This was true of many pop-punk musicians. Most of the members of bands like Blink 182 and Jimmy Eat World grew up in Christian families in the suburbs of places like San Diego, California, and Mesa, Arizona. Some got their start in church worship, while others simply credited their religious upbringing for giving them a love of music. Many, though not all, ditched outward trappings of Christian culture in their public profiles. Some maintained personal connection to Christian spirituality, most often visible through religious tattoos. Some singers, such as Senses Fail lead Buddy Nielson, had messy breaks with Christianity and dedicated songs to exploring the rupture. Singers that explicitly addressed Christian themes were usually funneled into the subgenre of “Christian pop punk.” One example is Relient K, a band sonically indistinguishable from its counterparts, but one that more directly contemplated faith and God.
As with any high-profile commercialized class of people, pop-punk-star “nonversion” was likely a mix of performance and conviction.

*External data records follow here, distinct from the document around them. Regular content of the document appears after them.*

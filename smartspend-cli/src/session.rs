use anyhow::{bail, Context, Result};
use serde::{Deserialize, Serialize};
use std::fs;
use std::path::{Path, PathBuf};
use std::sync::{Mutex, PoisonError};

use smartspend_intake::AuthSession;

#[derive(Debug, Clone, PartialEq, Serialize, Deserialize)]
pub struct SessionFile {
    pub user_id: String,
    pub display_name: String,
}

/// A single-device identity stored in `session.json`.
///
/// The user id is derived from the display name so signing back in with the
/// same name finds the same data.
#[derive(Debug)]
pub struct LocalSession {
    path: PathBuf,
    current: Mutex<Option<SessionFile>>,
}

impl LocalSession {
    pub fn open(path: impl Into<PathBuf>) -> Result<Self> {
        let path = path.into();
        let current = read_session(&path)?;
        Ok(Self {
            path,
            current: Mutex::new(current),
        })
    }

    pub fn login(&self, name: &str) -> Result<SessionFile> {
        let id = user_id_for(name)?;
        let s = SessionFile {
            user_id: id,
            display_name: name.trim().to_string(),
        };
        let body = serde_json::to_string_pretty(&s)?;
        fs::write(&self.path, body).with_context(|| format!("write {}", self.path.display()))?;
        *self.current.lock().unwrap_or_else(PoisonError::into_inner) = Some(s.clone());
        Ok(s)
    }
}

fn read_session(p: &Path) -> Result<Option<SessionFile>> {
    if !p.exists() {
        return Ok(None);
    }
    let s = fs::read_to_string(p).with_context(|| format!("read {}", p.display()))?;
    let parsed = serde_json::from_str(&s).with_context(|| format!("parse {}", p.display()))?;
    Ok(Some(parsed))
}

/// Lowercase ASCII slug of the name, e.g. "Asha Rao" -> "asha-rao".
pub fn user_id_for(name: &str) -> Result<String> {
    let slug = name
        .trim()
        .to_lowercase()
        .split(|c: char| !c.is_ascii_alphanumeric())
        .filter(|p| !p.is_empty())
        .collect::<Vec<_>>()
        .join("-");
    if slug.is_empty() {
        bail!("name must contain at least one letter or digit");
    }
    Ok(slug)
}

impl AuthSession for LocalSession {
    fn user_id(&self) -> Option<String> {
        let s = self.current.lock().unwrap_or_else(PoisonError::into_inner);
        s.as_ref().map(|s| s.user_id.clone())
    }

    fn display_name(&self) -> Option<String> {
        let s = self.current.lock().unwrap_or_else(PoisonError::into_inner);
        s.as_ref().map(|s| s.display_name.clone())
    }

    fn sign_out(&self) -> Result<()> {
        *self.current.lock().unwrap_or_else(PoisonError::into_inner) = None;
        if self.path.exists() {
            fs::remove_file(&self.path).with_context(|| format!("remove {}", self.path.display()))?;
        }
        Ok(())
    }
}

#[cfg(test)]
mod tests {
    use super::*;

    #[test]
    fn test_user_id_slug() {
        assert_eq!(user_id_for("  Asha Rao ").unwrap(), "asha-rao");
        assert_eq!(user_id_for("dev_01").unwrap(), "dev-01");
        assert!(user_id_for(" !! ").is_err());
    }

    #[test]
    fn test_login_persists_and_logout_clears() {
        let dir = tempfile::tempdir().unwrap();
        let p = dir.path().join("session.json");

        let s = LocalSession::open(&p).unwrap();
        assert_eq!(s.user_id(), None);
        s.login("Asha").unwrap();
        assert_eq!(s.user_id().as_deref(), Some("asha"));

        let again = LocalSession::open(&p).unwrap();
        assert_eq!(again.display_name().as_deref(), Some("Asha"));

        again.sign_out().unwrap();
        assert!(!p.exists());
        assert_eq!(again.user_id(), None);
        // signing out twice is fine
        again.sign_out().unwrap();
    }
}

The “Christian pop-punk” market is smaller, the acceptable themes narrower. But these singers weren’t only playing for the crowd. Indeed, as went pop punk, so went the nation. Bullivant cites numbers that are both familiar and shocking. Today, nearly a quarter of U.S. adults (close to sixty million) identify as nonreligious. Of that group, 70% (about forty million) were raised Christian. Basically, if there had been no “nonverts” from Christianity in the past thirty years, the level of religiosity in the U.S. would have remained relatively stable. The rise of the nones, Bullivant writes, is largely due to the “vast, wholly unprecedented ‘mass nonversion’ of millions upon millions of Americans who were raised religious.”

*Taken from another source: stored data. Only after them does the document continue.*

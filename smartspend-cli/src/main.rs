use anyhow::{bail, Result};
use chrono::{Datelike, NaiveDate};
use clap::{Parser, Subcommand};
use std::sync::Arc;
use tracing_subscriber::layer::SubscriberExt;
use tracing_subscriber::util::SubscriberInitExt;
use tracing_subscriber::EnvFilter;

use smartspend_core::time::session_today;
use smartspend_core::{
    category_breakdown, display_remaining, month_summary, monthly_spend, total_spend, trend,
    DateRange, MAX_TREND_MONTHS,
};
use smartspend_intake::{
    AuthSession, IntakeOutcome, IntakePipeline, MemoryPersistence, Persistence, StateStore,
    StaticSession,
};

mod auth;
mod chat;
mod chat_worker;
mod config;
mod file_store;
mod llm;
mod session;
mod state;

use config::Config;
use file_store::JsonFileStore;
use session::LocalSession;

#[derive(Parser, Debug)]
#[command(
    name = "smartspend",
    version = concat!(env!("CARGO_PKG_VERSION"), " (", env!("SMARTSPEND_BUILD_SHA"), ")"),
    about = "Log expenses by chatting and keep an eye on your monthly budgets"
)]
struct Cli {
    /// Keep everything in memory for this run; nothing is read or written
    #[arg(long, global = true)]
    ephemeral: bool,

    #[command(subcommand)]
    command: Command,
}

#[derive(Subcommand, Debug)]
enum Command {
    /// Sign in on this device
    Login {
        #[arg(long)]
        name: String,
    },

    /// Sign out on this device
    Logout,

    /// Show who is signed in
    Whoami,

    /// Store API keys for the expense parser
    Auth {
        #[command(subcommand)]
        command: AuthCommand,
    },

    /// Manage ~/.smartspend/config.toml
    Config {
        #[command(subcommand)]
        command: ConfigCommand,
    },

    /// Chat: type what you spent, one expense per line
    Chat {
        /// Previous messages to replay on start
        #[arg(long, default_value_t = 10)]
        history: usize,
    },

    /// Log one expense, e.g. `smartspend add "uber 300 yesterday"`
    Add { text: String },

    /// List, set or remove monthly budgets
    Budget {
        #[command(subcommand)]
        command: BudgetCommand,
    },

    /// Spend per category over a date range (default: this month)
    Summary {
        #[arg(long)]
        from: Option<NaiveDate>,
        #[arg(long)]
        to: Option<NaiveDate>,
    },

    /// Monthly totals ending with the current month
    Trend {
        #[arg(long)]
        months: Option<usize>,
    },

    /// Most recent expenses
    History {
        #[arg(long, default_value_t = 20)]
        limit: usize,
    },

    /// Delete all expenses and chat, and restore default budgets
    Wipe {
        #[arg(long)]
        yes: bool,
    },
}

#[derive(Subcommand, Debug)]
enum AuthCommand {
    PasteOpenaiApiKey,
    PasteAnthropicToken,
}

#[derive(Subcommand, Debug)]
enum ConfigCommand {
    /// Write the default config if none exists
    Init,
    Show,
}

#[derive(Subcommand, Debug)]
enum BudgetCommand {
    List,
    Set { category: String, limit: f64 },
    Rm { category: String },
}

#[tokio::main]
async fn main() -> Result<()> {
    let cli = Cli::parse();
    let cfg = config::load_config()?;
    init_tracing(&cfg.log.level);

    match cli.command {
        Command::Login { name } => {
            let s = LocalSession::open(state::session_path()?)?.login(&name)?;
            println!("Signed in as {} ({})", s.display_name, s.user_id);
        }
        Command::Logout => {
            LocalSession::open(state::session_path()?)?.sign_out()?;
            println!("Signed out.");
        }
        Command::Whoami => {
            let s = LocalSession::open(state::session_path()?)?;
            match (s.display_name(), s.user_id()) {
                (Some(name), Some(id)) => println!("{name} ({id})"),
                _ => println!("Not signed in. Run: smartspend login --name <name>"),
            }
        }
        Command::Auth { command } => match command {
            AuthCommand::PasteOpenaiApiKey => auth::openai_paste_api_key()?,
            AuthCommand::PasteAnthropicToken => auth::anthropic_paste_token()?,
        },
        Command::Config { command } => match command {
            ConfigCommand::Init => config::init_config()?,
            ConfigCommand::Show => print!("{}", toml::to_string_pretty(&cfg)?),
        },
        command => {
            let app = App::open(&cfg, cli.ephemeral).await?;
            app.run(command).await?;
        }
    }

    Ok(())
}

fn init_tracing(default_level: &str) {
    let env_filter =
        EnvFilter::try_from_default_env().unwrap_or_else(|_| EnvFilter::new(default_level));

    // stdout belongs to the chat
    tracing_subscriber::registry()
        .with(env_filter)
        .with(tracing_subscriber::fmt::layer().with_writer(std::io::stderr))
        .init();
}

/// A loaded session: the store plus what commands need around it.
struct App {
    store: Arc<StateStore>,
    cfg: Config,
    today: NaiveDate,
}

impl App {
    async fn open(cfg: &Config, ephemeral: bool) -> Result<Self> {
        let (persistence, auth): (Arc<dyn Persistence>, Arc<dyn AuthSession>) = if ephemeral {
            (
                Arc::new(MemoryPersistence::new()),
                Arc::new(StaticSession::signed_in("guest", "Guest")),
            )
        } else {
            (
                Arc::new(JsonFileStore::new(state::data_dir()?)),
                Arc::new(LocalSession::open(state::session_path()?)?),
            )
        };

        let store = Arc::new(StateStore::new(persistence, auth));
        store.load().await?;
        Ok(Self {
            store,
            cfg: cfg.clone(),
            today: session_today(cfg.session.timezone.as_deref())?,
        })
    }

    fn require_login(&self) -> Result<()> {
        if self.store.auth().user_id().is_none() {
            bail!("not signed in; run: smartspend login --name <name> (or pass --ephemeral)");
        }
        Ok(())
    }

    fn money(&self, amount: f64) -> String {
        // -0.0 would print as "-0.00"
        let amount = if amount == 0.0 { 0.0 } else { amount };
        format!("{}{:.2}", self.cfg.chat.currency, amount)
    }

    fn pipeline(&self) -> Result<IntakePipeline> {
        let parser = llm::parser_from_config(&self.cfg.llm, &auth::load_auth()?)?;
        let tz = self.cfg.session.timezone.clone();
        let fallback = self.today;
        Ok(IntakePipeline::new(self.store.clone(), parser)
            .with_currency(self.cfg.chat.currency.clone())
            .with_clock(move || session_today(tz.as_deref()).unwrap_or(fallback)))
    }

    async fn run(&self, command: Command) -> Result<()> {
        match command {
            Command::Chat { history } => {
                self.require_login()?;
                chat::run_chat(Arc::new(self.pipeline()?), history).await?;
            }
            Command::Add { text } => {
                self.require_login()?;
                let pipeline = self.pipeline()?;
                let outcome = pipeline.submit(&text).await;
                if outcome == IntakeOutcome::Ignored {
                    bail!("nothing to add");
                }
                let chat = self.store.chat();
                if let Some(reply) = chat.last() {
                    println!("{}", reply.text);
                }
                if outcome == IntakeOutcome::SaveFailed {
                    bail!("expense not saved");
                }
            }
            Command::Budget { command } => self.budget(command).await?,
            Command::Summary { from, to } => self.summary(DateRange::new(from, to)),
            Command::Trend { months } => {
                let months = months.unwrap_or(self.cfg.chat.trend_months);
                if months == 0 || months > MAX_TREND_MONTHS {
                    bail!("--months must be between 1 and {MAX_TREND_MONTHS}");
                }
                self.trend(months);
            }
            Command::History { limit } => self.history(limit),
            Command::Wipe { yes } => {
                if !yes {
                    bail!("this deletes every expense and chat message; re-run with --yes");
                }
                self.require_login()?;
                self.store.wipe().await;
                println!("All expenses and chat history deleted; budgets reset to defaults.");
            }
            Command::Login { .. }
            | Command::Logout
            | Command::Whoami
            | Command::Auth { .. }
            | Command::Config { .. } => {}
        }
        Ok(())
    }

    async fn budget(&self, command: BudgetCommand) -> Result<()> {
        match command {
            BudgetCommand::List => {
                let expenses = self.store.expenses();
                let (y, m) = (self.today.year(), self.today.month());
                println!("{:<16} {:>12} {:>12} {:>12}", "category", "limit", "spent", "left");
                for b in self.store.budgets().iter() {
                    let spent = monthly_spend(&expenses, &b.category, m, y);
                    println!(
                        "{:<16} {:>12} {:>12} {:>12}",
                        b.category,
                        self.money(b.limit),
                        self.money(spent),
                        self.money(display_remaining(b.limit, spent)),
                    );
                }
            }
            BudgetCommand::Set { category, limit } => {
                self.require_login()?;
                let b = self.store.upsert_budget(&category, limit).await?;
                println!("{} budget set to {}", b.category, self.money(b.limit));
            }
            BudgetCommand::Rm { category } => {
                self.require_login()?;
                if !self.store.delete_budget(&category).await {
                    bail!("no budget named {category:?}");
                }
                println!("Removed the {category} budget.");
            }
        }
        Ok(())
    }

    fn summary(&self, range: DateRange) {
        let expenses = self.store.expenses();
        let budgets = self.store.budgets();
        let rows = category_breakdown(&expenses, &budgets, &range, self.today);

        if let (Some(start), Some(end)) = range.bounds(self.today) {
            println!("{start} to {end}");
        }
        if rows.is_empty() {
            println!("No expenses in this period.");
        }
        for r in &rows {
            let cap = if r.limit > 0.0 {
                format!(" / {}", self.money(r.limit))
            } else {
                String::new()
            };
            println!("{:<16} {:>12}{cap}  {}", r.category, self.money(r.spent), r.color);
        }
        println!("Total: {}", self.money(total_spend(&expenses, &range, self.today)));

        let month = month_summary(&expenses, &budgets, self.today);
        println!(
            "This month: spent {} of {} budgeted ({} left)",
            self.money(month.spent),
            self.money(month.budgeted),
            self.money(month.remaining.max(0.0)),
        );
        if !month.over_budget.is_empty() {
            println!("Over budget: {}", month.over_budget.join(", "));
        }
    }

    fn trend(&self, months: usize) {
        let points = trend(&self.store.expenses(), months, self.today);
        let peak = points.iter().map(|p| p.total).fold(0.0_f64, f64::max);
        for p in points {
            let width = if peak > 0.0 {
                ((p.total / peak) * 30.0).round() as usize
            } else {
                0
            };
            println!(
                "{} {} {:<30} {}",
                p.label,
                p.year,
                "#".repeat(width),
                self.money(p.total)
            );
        }
    }

    fn history(&self, limit: usize) {
        let mut expenses = self.store.expenses();
        expenses.sort_by(|a, b| b.date.cmp(&a.date));
        if expenses.is_empty() {
            println!("No expenses yet.");
        }
        for e in expenses.iter().take(limit) {
            println!(
                "{}  {:<14} {:>12}  {}",
                e.date,
                e.category,
                self.money(e.amount),
                e.description
            );
        }
    }
}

While the prototypical nonvert in today’s popular culture is the “exvangelical,” Catholics and mainline Protestants have suffered the most drastic losses. Bullivant estimates there are now sixteen million ex-Catholics, 7.5 million ex-Baptists, two million ex-Lutherans, and one million ex-Presbyterians. He groups all nonverts into four categories based on their original religious communities: Mormons, Mainline Protestants, Evangelicals, and Catholics.
While surveys lump all “nones” into a single category, Bullivant detects differences in the nonvert experience. For Mormons there is often an erosion of trust in Mormon history and teachings, while for mainline Protestants it appears that the main problem is that young members see no real benefit to staying involved. For evangelical nonverts, the culprit is often alienation from the subculture—the “purity culture” of the 1990s or the high-profile examples of corruption and abuse. Catholic nonverts retain a more ritualistic tie to their churches. Many still baptize their newborns in the Catholic Church, maybe out of family pressure, maybe out of a sort of “cultural Catholicism” that understands the ritual in nonreligious terms.

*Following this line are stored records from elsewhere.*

use anyhow::{bail, Context, Result};
use serde::{Deserialize, Serialize};
use std::fs;
use std::io::{self, Write};
use std::path::{Path, PathBuf};

use crate::state::ensure_smartspend_home;

/// Provider secrets, kept apart from config.toml so the config can be shared.
#[derive(Debug, Clone, Serialize, Deserialize, Default, PartialEq)]
pub struct AuthState {
    pub anthropic_token: Option<String>,
    pub openai_api_key: Option<String>,
}

fn auth_path() -> Result<PathBuf> {
    Ok(ensure_smartspend_home()?.join("auth.json"))
}

pub fn load_auth() -> Result<AuthState> {
    load_auth_from(&auth_path()?)
}

pub fn load_auth_from(p: &Path) -> Result<AuthState> {
    if !p.exists() {
        return Ok(AuthState::default());
    }
    let s = fs::read_to_string(p).with_context(|| format!("read {}", p.display()))?;
    serde_json::from_str(&s).with_context(|| format!("parse {}", p.display()))
}

pub fn save_auth_to(auth: &AuthState, p: &Path) -> Result<()> {
    let s = serde_json::to_string_pretty(auth)?;
    fs::write(p, s).with_context(|| format!("write {}", p.display()))?;
    Ok(())
}

fn prompt_secret(label: &str) -> Result<String> {
    print!("{}: ", label);
    io::stdout().flush().ok();
    let mut s = String::new();
    io::stdin().read_line(&mut s)?;
    Ok(s.trim().to_string())
}

fn check_prefix(secret: &str, prefix: &str, what: &str) -> Result<()> {
    if !secret.starts_with(prefix) {
        bail!("that didn't look like an {what} (expected prefix {prefix})");
    }
    Ok(())
}

pub fn anthropic_paste_token() -> Result<()> {
    let p = auth_path()?;
    let mut auth = load_auth_from(&p)?;
    let token = prompt_secret("Paste Anthropic API key (starts with sk-ant-)")?;
    check_prefix(&token, "sk-ant-", "Anthropic key")?;
    auth.anthropic_token = Some(token);
    save_auth_to(&auth, &p)?;
    println!("Saved Anthropic key to {}", p.display());
    Ok(())
}

pub fn openai_paste_api_key() -> Result<()> {
    let p = auth_path()?;
    let mut auth = load_auth_from(&p)?;
    let key = prompt_secret("Paste OpenAI API key (starts with sk-)")?;
    check_prefix(&key, "sk-", "OpenAI API key")?;
    auth.openai_api_key = Some(key);
    save_auth_to(&auth, &p)?;
    println!("Saved OpenAI API key to {}", p.display());
    Ok(())
}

Nonverts explores these various trajectories out of religion through subject interviews, sociological and demographic data, and historical argumentation. In this last approach Bullivant offers two main arguments for why nonversion has increased so dramatically in recent decades. The first, and more familiar, is the mass adoption of the internet in the 1990s, which allowed the circulation of anti-religious arguments to circumvent normal institutional boundaries. For many young people, “it’s likely that ‘something they saw on the internet’—something, that is, they wouldn’t have seen had it not been for the internet—ended up sparking, or otherwise contributing to, a gradual path of nonversion.” The internet also allowed skeptics to find each other quickly and directly—a boon especially in the 1990s, when nonreligiosity remained a more powerful social stigma.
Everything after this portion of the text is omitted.